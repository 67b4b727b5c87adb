//! Sponsicore - task tracking backend

use clap::Parser;
use std::sync::Arc;
use tracing::{error, info};
use tracing_subscriber::{layer::SubscriberExt, util::SubscriberInitExt};

use sponsicore::{config::Args, db::MongoClient, server};

#[tokio::main]
async fn main() -> anyhow::Result<()> {
    // Load environment variables from .env file if present
    let _ = dotenvy::dotenv();

    // Parse command line arguments
    let args = Args::parse();

    // Initialize tracing/logging
    let log_level = args.log_level.clone();
    tracing_subscriber::registry()
        .with(
            tracing_subscriber::EnvFilter::try_from_default_env()
                .unwrap_or_else(|_| format!("sponsicore={},info", log_level).into()),
        )
        .with(tracing_subscriber::fmt::layer())
        .init();

    // Validate configuration
    if let Err(e) = args.validate() {
        error!("Configuration error: {}", e);
        std::process::exit(1);
    }

    // Print startup banner
    info!("======================================");
    info!("  Sponsicore - Task Tracking Backend");
    info!("======================================");
    info!("Listen: {}", args.listen);
    info!("MongoDB: {}", args.mongodb_uri);
    info!("Database: {}", args.mongodb_db);
    info!("Allowed origin: {}", args.allowed_origin);
    info!("======================================");

    // Connect to MongoDB
    let mongo = match MongoClient::new(&args.mongodb_uri, &args.mongodb_db).await {
        Ok(client) => {
            info!("MongoDB connected successfully");
            client
        }
        Err(e) => {
            error!("MongoDB connection failed: {}", e);
            std::process::exit(1);
        }
    };

    // Create application state (builds services and ensures indexes)
    let state = match server::AppState::new(args, mongo).await {
        Ok(state) => Arc::new(state),
        Err(e) => {
            error!("Failed to initialize services: {}", e);
            std::process::exit(1);
        }
    };

    // Run the server
    if let Err(e) = server::run(state).await {
        error!("Server error: {:?}", e);
        std::process::exit(1);
    }

    Ok(())
}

####################

▶ _GOAL OF THE EXERCISE_
Look through the data above. Each line containing the word "MongoClient" needs to be copied.

▶ _SOLUTION TO THIS TASK_
use sponsicore::{config::Args, db::MongoClient, server};
    let mongo = match MongoClient::new(&args.mongodb_uri, &args.mongodb_db).await {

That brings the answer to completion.